(LISTED RECORDS Opens)

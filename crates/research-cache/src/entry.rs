use chrono::{DateTime, Duration, Utc};
use common::{FindingsGroup, ResearchArtifact};
use serde::{Deserialize, Serialize};

#[derive(Debug, thiserror::Error)]
pub enum CacheError {
    #[error("SQLite error: {0}")]
    Sqlite(#[from] rusqlite::Error),
    #[error("IO error: {0}")]
    Io(#[from] std::io::Error),
    #[error("JSON error: {0}")]
    Json(#[from] serde_json::Error),
    #[error("Invalid stored timestamp: {0}")]
    Timestamp(i64),
    #[error("Cache lock poisoned")]
    Poisoned,
    #[error("Cache task failed: {0}")]
    Task(String),
}

/// One cached row per request key.
#[derive(Debug, Clone, PartialEq, Serialize, Deserialize)]
pub struct CacheEntry {
    pub key: String,
    /// `None` for a narration-only placeholder.
    pub artifact: Option<ResearchArtifact>,
    pub steps: Option<Vec<String>>,
    pub created_at: DateTime<Utc>,
    pub expires_at: DateTime<Utc>,
    pub validity_hours: u32,
}

impl CacheEntry {
    pub fn for_artifact(
        key: impl Into<String>,
        artifact: ResearchArtifact,
        validity_hours: u32,
        now: DateTime<Utc>,
    ) -> Self {
        Self {
            key: key.into(),
            artifact: Some(artifact),
            steps: None,
            created_at: now,
            expires_at: now + Duration::hours(i64::from(validity_hours)),
            validity_hours,
        }
    }

    /// A steps-only row for narration that finished before the artifact.
    pub fn placeholder(
        key: impl Into<String>,
        steps: Vec<String>,
        ttl_hours: u32,
        now: DateTime<Utc>,
    ) -> Self {
        Self {
            key: key.into(),
            artifact: None,
            steps: Some(steps),
            created_at: now,
            expires_at: now + Duration::hours(i64::from(ttl_hours)),
            validity_hours: ttl_hours,
        }
    }

    pub fn with_steps(mut self, steps: Vec<String>) -> Self {
        self.steps = Some(steps);
        self
    }

    pub fn is_fresh(&self, now: DateTime<Utc>) -> bool {
        self.expires_at > now
    }

    /// A lookup hit: live deadline and an artifact present.
    pub fn is_hit(&self, now: DateTime<Utc>) -> bool {
        self.is_fresh(now) && self.artifact.is_some()
    }

    /// Upsert rule shared by every tier: the incoming row replaces the
    /// existing one, except that absent steps keep the stored steps.
    pub fn merged_over(mut self, existing: Option<&CacheEntry>) -> Self {
        if self.steps.is_none() {
            self.steps = existing.and_then(|e| e.steps.clone());
        }
        self
    }

    /// Applies a partial update. Returns false when there was nothing to
    /// update (artifact-level patch on a placeholder).
    pub fn apply(&mut self, patch: &EntryPatch) -> bool {
        match patch {
            EntryPatch::Steps(steps) => {
                self.steps = Some(steps.clone());
                true
            }
            EntryPatch::Image(image) => match self.artifact.as_mut() {
                Some(artifact) => {
                    artifact.image = Some(image.clone());
                    true
                }
                None => false,
            },
            EntryPatch::AppendGroups(groups) => match self.artifact.as_mut() {
                Some(artifact) => {
                    artifact.groups.extend(groups.iter().cloned());
                    true
                }
                None => false,
            },
        }
    }
}

/// Partial updates applied in place without resubmitting the artifact.
#[derive(Debug, Clone, PartialEq)]
pub enum EntryPatch {
    Image(String),
    Steps(Vec<String>),
    AppendGroups(Vec<FindingsGroup>),
}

(LISTED RECORDS Closes)

| REQUIREMENT |
The entries above must be transcribed word for word.

| EXERCISE SOLUTION |
filename crates/research-cache/src/entry.rs
use chrono::{DateTime, Duration, Utc};
use common::{FindingsGroup, ResearchArtifact};
use serde::{Deserialize, Serialize};

#[derive(Debug, thiserror::Error)]
pub enum CacheError {
    #[error("SQLite error: {0}")]
    Sqlite(#[from] rusqlite::Error),
    #[error("IO error: {0}")]
    Io(#[from] std::io::Error),
    #[error("JSON error: {0}")]
    Json(#[from] serde_json::Error),
    #[error("Invalid stored timestamp: {0}")]
    Timestamp(i64),
    #[error("Cache lock poisoned")]
    Poisoned,
    #[error("Cache task failed: {0}")]
    Task(String),
}

/// One cached row per request key.
#[derive(Debug, Clone, PartialEq, Serialize, Deserialize)]
pub struct CacheEntry {
    pub key: String,
    /// `None` for a narration-only placeholder.
    pub artifact: Option<ResearchArtifact>,
    pub steps: Option<Vec<String>>,
    pub created_at: DateTime<Utc>,
    pub expires_at: DateTime<Utc>,
    pub validity_hours: u32,
}

impl CacheEntry {
    pub fn for_artifact(
        key: impl Into<String>,
        artifact: ResearchArtifact,
        validity_hours: u32,
        now: DateTime<Utc>,
    ) -> Self {
        Self {
            key: key.into(),
            artifact: Some(artifact),
            steps: None,
            created_at: now,
            expires_at: now + Duration::hours(i64::from(validity_hours)),
            validity_hours,
        }
    }

    /// A steps-only row for narration that finished before the artifact.
    pub fn placeholder(
        key: impl Into<String>,
        steps: Vec<String>,
        ttl_hours: u32,
        now: DateTime<Utc>,
    ) -> Self {
        Self {
            key: key.into(),
            artifact: None,
            steps: Some(steps),
            created_at: now,
            expires_at: now + Duration::hours(i64::from(ttl_hours)),
            validity_hours: ttl_hours,
        }
    }

    pub fn with_steps(mut self, steps: Vec<String>) -> Self {
        self.steps = Some(steps);
        self
    }

    pub fn is_fresh(&self, now: DateTime<Utc>) -> bool {
        self.expires_at > now
    }

    /// A lookup hit: live deadline and an artifact present.
    pub fn is_hit(&self, now: DateTime<Utc>) -> bool {
        self.is_fresh(now) && self.artifact.is_some()
    }

    /// Upsert rule shared by every tier: the incoming row replaces the
    /// existing one, except that absent steps keep the stored steps.
    pub fn merged_over(mut self, existing: Option<&CacheEntry>) -> Self {
        if self.steps.is_none() {
            self.steps = existing.and_then(|e| e.steps.clone());
        }
        self
    }

    /// Applies a partial update. Returns false when there was nothing to
    /// update (artifact-level patch on a placeholder).
    pub fn apply(&mut self, patch: &EntryPatch) -> bool {
        match patch {
            EntryPatch::Steps(steps) => {
                self.steps = Some(steps.clone());
                true
            }
            EntryPatch::Image(image) => match self.artifact.as_mut() {
                Some(artifact) => {
                    artifact.image = Some(image.clone());
                    true
                }
                None => false,
            },
            EntryPatch::AppendGroups(groups) => match self.artifact.as_mut() {
                Some(artifact) => {
                    artifact.groups.extend(groups.iter().cloned());
                    true
                }
                None => false,
            },
        }
    }
}

/// Partial updates applied in place without resubmitting the artifact.
#[derive(Debug, Clone, PartialEq)]
pub enum EntryPatch {
    Image(String),
    Steps(Vec<String>),
    AppendGroups(Vec<FindingsGroup>),
}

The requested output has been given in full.